Palabras clave: Cultura. Grupo. Psicosociología. Espectáculo.


 

 

1. INTRODUÇÃO

Italo Calvino, no livro Cidades invisíveis, apresenta Irene, uma cidade que não se pode conhecer vendo de fora. "A cidade de quem passa sem entrar é uma; é outra para quem é aprisionado e não sai mais dali;" (Calvino, 2005, p. 115). Essa cidade, como várias outras cidades fantásticas contadas pelo autor, é muito interessante, "[...] todos olham para baixo e falam de Irene".

Este texto parte de uma experiência de pesquisa cujo objetivo é refletir sobre os processos de inserção de grupos culturais na lógica da espetacularização, bem como sobre o lugar do palco e da visibilidade, dos financiamentos das leis de incentivo à cultura e do reconhecimento que daí resulta. Tal como a cidade Irene, esse lugar mostra-se luminoso e desejado, revelando ao mesmo tempo seu potencial de aprisionamento.

Este é, também, um texto-convite. Falar da pesquisa e da psicossociologia é tocar naquilo que reverbera constantemente. As escolhas teóricas são atravessadas pelos afetos que mobilizam o pesquisador, o qual "está engajado nas questões que lhe atraíram a atenção, está sempre engajado, de forma profunda e muitas vezes inconsciente, naquilo que executa". (Queiroz, 2008, p. 15). O trabalho com o método de História de vida1 e com metodologias que exigem a criação de vínculos entre pesquisador e sujeitos pesquisados impõe a necessidade de perscrutar o inconsciente, as escolhas, as intencionalidades, para poder prosseguir e enfrentar os desafios próprios da pesquisa qualitativa. Isso não significa que em outras pesquisas o inconsciente do pesquisador não esteja presente, mas que o espaço para sua negação ou desconsideração pode ser uma realidade.

A escolha pela psicossociologia exige o movimento da reflexividade, o reconhecimento de pontos de encontro, movimento que não é nada simples e que geralmente aciona angústias, desdobrando-se em questões éticas reveladas pela constatação do contraditório e dos limites de sua revelação.

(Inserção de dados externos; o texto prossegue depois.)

mod common;

use common::{
    FakeMusic, RejectingStore, USER, at, entry, local_file, played, seed, store_with_user,
};
use spotishuffler::{
    Error,
    management::LedgerStore,
    shuffler::{self, ledger},
    types::TrackRecord,
};

fn ids(records: &[TrackRecord]) -> Vec<&str> {
    records.iter().map(|r| r.recording_id.as_str()).collect()
}

fn record(records: &[TrackRecord], isrc: &str) -> TrackRecord {
    records
        .iter()
        .find(|r| r.recording_id == isrc)
        .cloned()
        .unwrap_or_else(|| panic!("no record for {isrc}"))
}

fn selection(ids: &[&str]) -> Vec<String> {
    ids.iter().map(|s| s.to_string()).collect()
}

#[tokio::test]
async fn test_reconcile_replaces_removed_and_keeps_counts() {
    let store = store_with_user().await;
    let music = FakeMusic::new();

    music.set_playlist("mix", vec![vec![entry("ISRC-A", "a"), entry("ISRC-B", "b")]]);
    shuffler::reconcile(&music, &store, USER, &selection(&["mix"]))
        .await
        .unwrap();

    // B gets played before the playlist changes
    music.set_feed(vec![played("ISRC-B", "b", 5)]);
    shuffler::sync_recently_played(&music, &store, USER)
        .await
        .unwrap();

    music.set_playlist("mix", vec![vec![entry("ISRC-B", "b"), entry("ISRC-C", "c")]]);
    let report = shuffler::reconcile(&music, &store, USER, &selection(&["mix"]))
        .await
        .unwrap();

    assert_eq!(report.added, 1);
    assert_eq!(report.removed, 1);
    assert_eq!(report.kept, 1);

    let records = store.track_records(USER).await.unwrap();
    assert_eq!(ids(&records), vec!["ISRC-B", "ISRC-C"]);
    assert_eq!(record(&records, "ISRC-B").played_count, 1);
    assert_eq!(record(&records, "ISRC-B").last_played, Some(at(5)));
    assert_eq!(record(&records, "ISRC-C").played_count, 0);
    assert_eq!(record(&records, "ISRC-C").last_played, None);
}

#[tokio::test]
async fn test_reconcile_is_idempotent() {
    let store = store_with_user().await;
    let music = FakeMusic::new();
    music.set_playlist("one", vec![vec![entry("ISRC-A", "a"), entry("ISRC-B", "b")]]);
    music.set_playlist("two", vec![vec![entry("ISRC-B", "b"), entry("ISRC-C", "c")]]);
    let playlists = selection(&["one", "two"]);

    shuffler::reconcile(&music, &store, USER, &playlists)
        .await
        .unwrap();
    let first = store.track_records(USER).await.unwrap();

    let report = shuffler::reconcile(&music, &store, USER, &playlists)
        .await
        .unwrap();
    let second = store.track_records(USER).await.unwrap();

    assert_eq!(report.added, 0);
    assert_eq!(report.removed, 0);
    assert_eq!(report.kept, 3);
    assert_eq!(first, second);
}

#[tokio::test]
async fn test_reconcile_drains_every_page_and_dedupes() {
    let store = store_with_user().await;
    let music = FakeMusic::new();
    music.set_playlist(
        "long",
        vec![
            vec![entry("ISRC-A", "a"), entry("ISRC-B", "b")],
            vec![entry("ISRC-A", "a-remaster"), local_file("local")],
            vec![entry("ISRC-C", "c")],
        ],
    );

    let report = shuffler::reconcile(&music, &store, USER, &selection(&["long"]))
        .await
        .unwrap();

    assert_eq!(report.added, 3);
    assert_eq!(
        music
            .page_requests
            .load(std::sync::atomic::Ordering::SeqCst),
        3
    );

    let records = store.track_records(USER).await.unwrap();
    assert_eq!(ids(&records), vec!["ISRC-A", "ISRC-B", "ISRC-C"]);
    // first occurrence wins
    assert_eq!(record(&records, "ISRC-A").track_id, "a");
}

#[tokio::test]
async fn test_reconcile_persists_selected_playlists() {
    let store = store_with_user().await;
    let music = FakeMusic::new();
    music.set_playlist("one", vec![vec![entry("ISRC-A", "a")]]);
    music.set_playlist("two", vec![vec![entry("ISRC-B", "b")]]);

    shuffler::reconcile(&music, &store, USER, &selection(&["two", "one", "two"]))
        .await
        .unwrap();
    assert_eq!(store.tracked_playlists(USER).await.unwrap(), vec!["one", "two"]);

    shuffler::reconcile(&music, &store, USER, &selection(&["one"]))
        .await
        .unwrap();
    assert_eq!(store.tracked_playlists(USER).await.unwrap(), vec!["one"]);
    assert_eq!(ids(&store.track_records(USER).await.unwrap()), vec!["ISRC-A"]);
}

#[tokio::test]
async fn test_reconcile_failure_mid_fetch_writes_nothing() {
    let store = store_with_user().await;
    let music = FakeMusic::new();
    music.set_playlist("mix", vec![vec![entry("ISRC-A", "a")]]);
    shuffler::reconcile(&music, &store, USER, &selection(&["mix"]))
        .await
        .unwrap();

    music.set_playlist(
        "mix",
        vec![vec![entry("ISRC-B", "b")], vec![entry("ISRC-C", "c")]],
    );
    music.fail_page("mix", 1);

    let result = shuffler::reconcile(&music, &store, USER, &selection(&["mix"])).await;
    assert!(matches!(result, Err(Error::Upstream(_))));

    assert_eq!(ids(&store.track_records(USER).await.unwrap()), vec!["ISRC-A"]);
    assert_eq!(store.tracked_playlists(USER).await.unwrap(), vec!["mix"]);
}

#[tokio::test]
async fn test_reconcile_updates_changed_track_id() {
    let store = store_with_user().await;
    seed(&store, &[("ISRC-A", "old-id", 3, Some(1))]).await;

    let music = FakeMusic::new();
    music.set_playlist("mix", vec![vec![entry("ISRC-A", "new-id")]]);
    let report = shuffler::reconcile(&music, &store, USER, &selection(&["mix"]))
        .await
        .unwrap();

    assert_eq!(report.kept, 1);
    let a = record(&store.track_records(USER).await.unwrap(), "ISRC-A");
    assert_eq!(a.track_id, "new-id");
    assert_eq!(a.played_count, 3);
}

#[tokio::test]
async fn test_reconcile_unknown_user() {
    let store = store_with_user().await;
    let music = FakeMusic::new();

    let result = shuffler::reconcile(&music, &store, "stranger", &selection(&["mix"])).await;
    assert!(matches!(result, Err(Error::UnknownUser(id)) if id == "stranger"));
    assert_eq!(
        music
            .page_requests
            .load(std::sync::atomic::Ordering::SeqCst),
        0
    );
}

#[tokio::test]
async fn test_reconcile_rejects_malformed_playlist_id() {
    let store = store_with_user().await;
    let music = FakeMusic::new();
    music.set_playlist("mix", vec![vec![entry("ISRC-A", "a")]]);
    shuffler::reconcile(&music, &store, USER, &selection(&["mix"]))
        .await
        .unwrap();
    let requests_before = music
        .page_requests
        .load(std::sync::atomic::Ordering::SeqCst);

    let result =
        shuffler::reconcile(&music, &store, USER, &selection(&["mix", "../me/player?x=1"])).await;

    assert!(matches!(result, Err(Error::Validation(_))));
    assert_eq!(
        music
            .page_requests
            .load(std::sync::atomic::Ordering::SeqCst),
        requests_before
    );
    assert_eq!(store.tracked_playlists(USER).await.unwrap(), vec!["mix"]);
    assert_eq!(ids(&store.track_records(USER).await.unwrap()), vec!["ISRC-A"]);
}

#[tokio::test]
async fn test_reconcile_accepts_uris_and_links() {
    let store = store_with_user().await;
    let music = FakeMusic::new();
    music.set_playlist("mix", vec![vec![entry("ISRC-A", "a")]]);
    music.set_playlist("chill", vec![vec![entry("ISRC-B", "b")]]);

    shuffler::reconcile(
        &music,
        &store,
        USER,
        &selection(&[
            "spotify:playlist:mix",
            "https://open.spotify.com/playlist/chill?si=abc",
            "mix",
        ]),
    )
    .await
    .unwrap();

    assert_eq!(store.tracked_playlists(USER).await.unwrap(), vec!["chill", "mix"]);
    assert_eq!(
        ids(&store.track_records(USER).await.unwrap()),
        vec!["ISRC-A", "ISRC-B"]
    );
}

#[tokio::test]
async fn test_reconcile_store_failure_keeps_ledger() {
    let store = store_with_user().await;
    let music = FakeMusic::new();
    music.set_playlist("mix", vec![vec![entry("ISRC-A", "a")]]);
    shuffler::reconcile(&music, &store, USER, &selection(&["mix"]))
        .await
        .unwrap();

    let rejecting = RejectingStore::new(store);
    music.set_playlist("mix", vec![vec![entry("ISRC-B", "b")]]);
    music.set_playlist("other", vec![vec![entry("ISRC-C", "c")]]);

    let result =
        shuffler::reconcile(&music, &rejecting, USER, &selection(&["mix", "other"])).await;

    assert!(matches!(result, Err(Error::Persistence(_))));
    let store = &rejecting.inner;
    assert_eq!(ids(&store.track_records(USER).await.unwrap()), vec!["ISRC-A"]);
    assert_eq!(store.tracked_playlists(USER).await.unwrap(), vec!["mix"]);
}

#[tokio::test]
async fn test_sync_counts_everything_on_first_run() {
    let store = store_with_user().await;
    seed(&store, &[("ISRC-A", "a", 0, None), ("ISRC-B", "b", 0, None)]).await;

    let music = FakeMusic::new();
    music.set_feed(vec![
        played("ISRC-A", "a", 30),
        played("ISRC-X", "x", 20),
        played("ISRC-B", "b", 10),
        played("ISRC-A", "a", 0),
    ]);

    let result = shuffler::sync_recently_played(&music, &store, USER)
        .await
        .unwrap();

    assert_eq!(result.counted, 3);
    assert_eq!(result.unmatched, 1);
    assert_eq!(result.last_synced_track.as_deref(), Some("a"));

    let records = store.track_records(USER).await.unwrap();
    assert_eq!(record(&records, "ISRC-A").played_count, 2);
    assert_eq!(record(&records, "ISRC-A").last_played, Some(at(30)));
    assert_eq!(record(&records, "ISRC-B").played_count, 1);
    assert_eq!(record(&records, "ISRC-B").last_played, Some(at(10)));

    let user = store.user(USER).await.unwrap().unwrap();
    assert_eq!(user.last_synced_track.as_deref(), Some("a"));
}

#[tokio::test]
async fn test_sync_stops_at_last_synced_track() {
    let store = store_with_user().await;
    seed(&store, &[("ISRC-A", "a", 0, None), ("ISRC-B", "b", 0, None)]).await;
    let music = FakeMusic::new();

    music.set_feed(vec![played("ISRC-B", "b", 10), played("ISRC-A", "a", 0)]);
    shuffler::sync_recently_played(&music, &store, USER)
        .await
        .unwrap();

    // two new plays on top of the already counted ones
    music.set_feed(vec![
        played("ISRC-A", "a", 40),
        played("ISRC-A", "a", 30),
        played("ISRC-B", "b", 10),
        played("ISRC-A", "a", 0),
    ]);
    let result = shuffler::sync_recently_played(&music, &store, USER)
        .await
        .unwrap();

    assert_eq!(result.counted, 2);
    let records = store.track_records(USER).await.unwrap();
    assert_eq!(record(&records, "ISRC-A").played_count, 3);
    assert_eq!(record(&records, "ISRC-B").played_count, 1);
    assert_eq!(record(&records, "ISRC-A").last_played, Some(at(40)));
}

#[tokio::test]
async fn test_sync_twice_without_new_plays_counts_nothing() {
    let store = store_with_user().await;
    seed(&store, &[("ISRC-A", "a", 0, None)]).await;
    let music = FakeMusic::new();
    music.set_feed(vec![played("ISRC-A", "a", 10), played("ISRC-A", "a", 0)]);

    shuffler::sync_recently_played(&music, &store, USER)
        .await
        .unwrap();
    let again = shuffler::sync_recently_played(&music, &store, USER)
        .await
        .unwrap();

    assert_eq!(again.counted, 0);
    assert_eq!(again.last_synced_track.as_deref(), Some("a"));
    let records = store.track_records(USER).await.unwrap();
    assert_eq!(record(&records, "ISRC-A").played_count, 2);
}

#[tokio::test]
async fn test_sync_with_empty_feed_keeps_marker() {
    let store = store_with_user().await;
    seed(&store, &[("ISRC-A", "a", 0, None)]).await;
    let music = FakeMusic::new();
    music.set_feed(vec![played("ISRC-A", "a", 0)]);
    shuffler::sync_recently_played(&music, &store, USER)
        .await
        .unwrap();

    music.set_feed(Vec::new());
    let result = shuffler::sync_recently_played(&music, &store, USER)
        .await
        .unwrap();

    assert_eq!(result.counted, 0);
    assert_eq!(result.last_synced_track.as_deref(), Some("a"));
    let user = store.user(USER).await.unwrap().unwrap();
    assert_eq!(user.last_synced_track.as_deref(), Some("a"));
}

#[tokio::test]
async fn test_sync_never_moves_last_played_backwards() {
    let store = store_with_user().await;
    seed(&store, &[("ISRC-A", "a", 4, Some(100))]).await;
    let music = FakeMusic::new();
    music.set_feed(vec![played("ISRC-A", "a", 50)]);

    shuffler::sync_recently_played(&music, &store, USER)
        .await
        .unwrap();

    let a = record(&store.track_records(USER).await.unwrap(), "ISRC-A");
    assert_eq!(a.played_count, 5);
    assert_eq!(a.last_played, Some(at(100)));
}

#[tokio::test]
async fn test_sync_store_failure_keeps_counts_and_marker() {
    let store = store_with_user().await;
    seed(&store, &[("ISRC-A", "a", 2, Some(5))]).await;
    let rejecting = RejectingStore::new(store);
    let music = FakeMusic::new();
    music.set_feed(vec![played("ISRC-A", "a", 20), played("ISRC-A", "a", 10)]);

    let result = shuffler::sync_recently_played(&music, &rejecting, USER).await;

    assert!(matches!(result, Err(Error::Persistence(_))));
    let store = &rejecting.inner;
    let a = record(&store.track_records(USER).await.unwrap(), "ISRC-A");
    assert_eq!(a.played_count, 2);
    assert_eq!(a.last_played, Some(at(5)));
    let user = store.user(USER).await.unwrap().unwrap();
    assert_eq!(user.last_synced_track, None);
}

#[test]
fn test_tally_plays_ignores_entries_at_or_before_marker() {
    let records = vec![TrackRecord {
        recording_id: "ISRC-A".into(),
        track_id: "a".into(),
        user_id: USER.into(),
        played_count: 0,
        last_played: None,
    }];
    let feed = vec![
        played("ISRC-A", "a", 30),
        played("ISRC-B", "b", 20),
        played("ISRC-A", "a", 10),
    ];

    let (tallies, unmatched) = ledger::tally_plays(&feed, Some("b"), &records);
    assert_eq!(tallies.len(), 1);
    assert_eq!(tallies[0].plays, 1);
    assert_eq!(tallies[0].last_played, at(30));
    assert_eq!(unmatched, 0);

    let (tallies, _) = ledger::tally_plays(&feed, Some("a"), &records);
    assert!(tallies.is_empty());
}

#[tokio::test]
async fn test_average_is_truncated_mean_and_persisted() {
    let store = store_with_user().await;
    seed(
        &store,
        &[
            ("ISRC-A", "a", 1, Some(0)),
            ("ISRC-B", "b", 2, Some(0)),
            ("ISRC-C", "c", 4, Some(0)),
        ],
    )
    .await;

    let average = shuffler::compute_average_play_count(&store, USER)
        .await
        .unwrap();

    assert_eq!(average, 2); // 7 / 3
    let user = store.user(USER).await.unwrap().unwrap();
    assert_eq!(user.average_played, 2);
}

#[tokio::test]
async fn test_average_without_records_is_zero() {
    let store = store_with_user().await;

    let average = shuffler::compute_average_play_count(&store, USER)
        .await
        .unwrap();

    assert_eq!(average, 0);
}

#[tokio::test]
async fn test_average_store_failure_keeps_stored_value() {
    let store = store_with_user().await;
    seed(&store, &[("ISRC-A", "a", 4, Some(0)), ("ISRC-B", "b", 6, Some(1))]).await;
    let rejecting = RejectingStore::new(store);

    let result = shuffler::compute_average_play_count(&rejecting, USER).await;

    assert!(matches!(result, Err(Error::Persistence(_))));
    let user = rejecting.inner.user(USER).await.unwrap().unwrap();
    assert_eq!(user.average_played, 0);
}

Afinal, o que se coloca em jogo quando um vínculo é estabelecido e se sabe que determinadas análises podem descortinar ilusões necessárias?

Para tanto, partiremos de um breve relato sobre o contexto da pesquisa, iniciada em um programa de pós-graduação lato sensu, continuada em seguida no mestrado e doutorado (Araújo, 2004, 2006, 2014)2. Temos o recolhimento da história de vida de uma líder comunitária responsável pela criação de um grupo de cultura popular, conhecido amplamente na capital mineira. Trata-se do "Grupo Cultural Meninas de Sinhá", que durante muito tempo foi conhecido com o nome "Grupo de Cantigas de Roda Meninas de Sinhá".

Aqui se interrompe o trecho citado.